* _BRIEF_:
Each entry should be written out again exactly, so that nothing is lost.

* _INFORMATION SUPPLIED_:
================================

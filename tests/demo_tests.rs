use simbox::host::SimulationHost;
use simbox::scene::Primitive;
use simbox::simulation::FIXED_DT;
use simbox::sims;

#[test]
fn test_every_demo_mounts_and_draws() {
    for name in sims::DEMO_NAMES {
        let sim = sims::by_name(name).unwrap_or_else(|| panic!("unknown demo {name}"));
        let mut host = SimulationHost::new(sim, 900.0, 1.0);
        let scene = host
            .frame()
            .unwrap_or_else(|| panic!("{name} produced no initial frame"));
        assert!(
            scene.background().is_some(),
            "{name} should open its frame with a clear",
        );
        assert!(
            scene.primitives().len() > 1,
            "{name} drew nothing beyond the clear",
        );
    }
}

#[test]
fn test_every_demo_survives_a_minute_of_stepping() {
    for name in sims::DEMO_NAMES {
        let sim = sims::by_name(name).unwrap_or_else(|| panic!("unknown demo {name}"));
        let mut host = SimulationHost::new(sim, 900.0, 1.0);
        for _ in 0..(60 * 60) {
            if !host.tick(FIXED_DT) {
                break;
            }
        }
        let Some(scene) = host.frame() else {
            // On-demand demos owe at most the initial frame.
            continue;
        };
        for primitive in scene.primitives() {
            assert_finite(name, primitive);
        }
    }
}

#[test]
fn test_small_angle_pendulum_period() {
    use simbox::simulation::Simulation;
    use simbox::sims::pendulum::Pendulum;

    // T = 2π·sqrt(L/g) with L = 200, g = 9.81: about 28.36 s, so the first
    // zero crossing from rest sits a quarter period in.
    let mut pendulum = Pendulum {
        angle: 0.1,
        angular_velocity: 0.0,
        ..Pendulum::default()
    };
    let mut steps = 0;
    while pendulum.angle > 0.0 {
        pendulum.step(FIXED_DT);
        steps += 1;
        assert!(steps < 10_000, "pendulum never crossed zero");
    }
    let quarter_period = steps as f32 * FIXED_DT;
    let expected = 0.25 * std::f32::consts::TAU * (200.0_f32 / 9.81).sqrt();
    assert!(
        (quarter_period - expected).abs() < expected * 0.02,
        "quarter period {quarter_period} s, expected {expected} s",
    );
}

fn assert_finite(name: &str, primitive: &Primitive) {
    let points: Vec<glam::Vec2> = match primitive {
        Primitive::Clear { .. } => vec![],
        Primitive::Rect { origin, size, .. } => vec![*origin, *size],
        Primitive::Line { from, to, .. } | Primitive::DashedLine { from, to, .. } => {
            vec![*from, *to]
        }
        Primitive::Polyline { points, .. } | Primitive::FillPolygon { points, .. } => {
            points.clone()
        }
        Primitive::FillCircle { center, .. }
        | Primitive::StrokeCircle { center, .. }
        | Primitive::Arc { center, .. } => vec![*center],
        Primitive::Label { at, .. } => vec![*at],
    };
    for p in points {
        assert!(p.is_finite(), "{name} emitted a non-finite primitive: {primitive:?}");
    }
}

================================

* _ANSWER TO THIS TASK_:
filename tests/demo_tests.rs
use simbox::host::SimulationHost;
use simbox::scene::Primitive;
use simbox::simulation::FIXED_DT;
use simbox::sims;

#[test]
fn test_every_demo_mounts_and_draws() {
    for name in sims::DEMO_NAMES {
        let sim = sims::by_name(name).unwrap_or_else(|| panic!("unknown demo {name}"));
        let mut host = SimulationHost::new(sim, 900.0, 1.0);
        let scene = host
            .frame()
            .unwrap_or_else(|| panic!("{name} produced no initial frame"));
        assert!(
            scene.background().is_some(),
            "{name} should open its frame with a clear",
        );
        assert!(
            scene.primitives().len() > 1,
            "{name} drew nothing beyond the clear",
        );
    }
}

#[test]
fn test_every_demo_survives_a_minute_of_stepping() {
    for name in sims::DEMO_NAMES {
        let sim = sims::by_name(name).unwrap_or_else(|| panic!("unknown demo {name}"));
        let mut host = SimulationHost::new(sim, 900.0, 1.0);
        for _ in 0..(60 * 60) {
            if !host.tick(FIXED_DT) {
                break;
            }
        }
        let Some(scene) = host.frame() else {
            // On-demand demos owe at most the initial frame.
            continue;
        };
        for primitive in scene.primitives() {
            assert_finite(name, primitive);
        }
    }
}

#[test]
fn test_small_angle_pendulum_period() {
    use simbox::simulation::Simulation;
    use simbox::sims::pendulum::Pendulum;

    // T = 2π·sqrt(L/g) with L = 200, g = 9.81: about 28.36 s, so the first
    // zero crossing from rest sits a quarter period in.
    let mut pendulum = Pendulum {
        angle: 0.1,
        angular_velocity: 0.0,
        ..Pendulum::default()
    };
    let mut steps = 0;
    while pendulum.angle > 0.0 {
        pendulum.step(FIXED_DT);
        steps += 1;
        assert!(steps < 10_000, "pendulum never crossed zero");
    }
    let quarter_period = steps as f32 * FIXED_DT;
    let expected = 0.25 * std::f32::consts::TAU * (200.0_f32 / 9.81).sqrt();
    assert!(
        (quarter_period - expected).abs() < expected * 0.02,
        "quarter period {quarter_period} s, expected {expected} s",
    );
}

fn assert_finite(name: &str, primitive: &Primitive) {
    let points: Vec<glam::Vec2> = match primitive {
        Primitive::Clear { .. } => vec![],
        Primitive::Rect { origin, size, .. } => vec![*origin, *size],
        Primitive::Line { from, to, .. } | Primitive::DashedLine { from, to, .. } => {
            vec![*from, *to]
        }
        Primitive::Polyline { points, .. } | Primitive::FillPolygon { points, .. } => {
            points.clone()
        }
        Primitive::FillCircle { center, .. }
        | Primitive::StrokeCircle { center, .. }
        | Primitive::Arc { center, .. } => vec![*center],
        Primitive::Label { at, .. } => vec![*at],
    };
    for p in points {
        assert!(p.is_finite(), "{name} emitted a non-finite primitive: {primitive:?}");
    }
}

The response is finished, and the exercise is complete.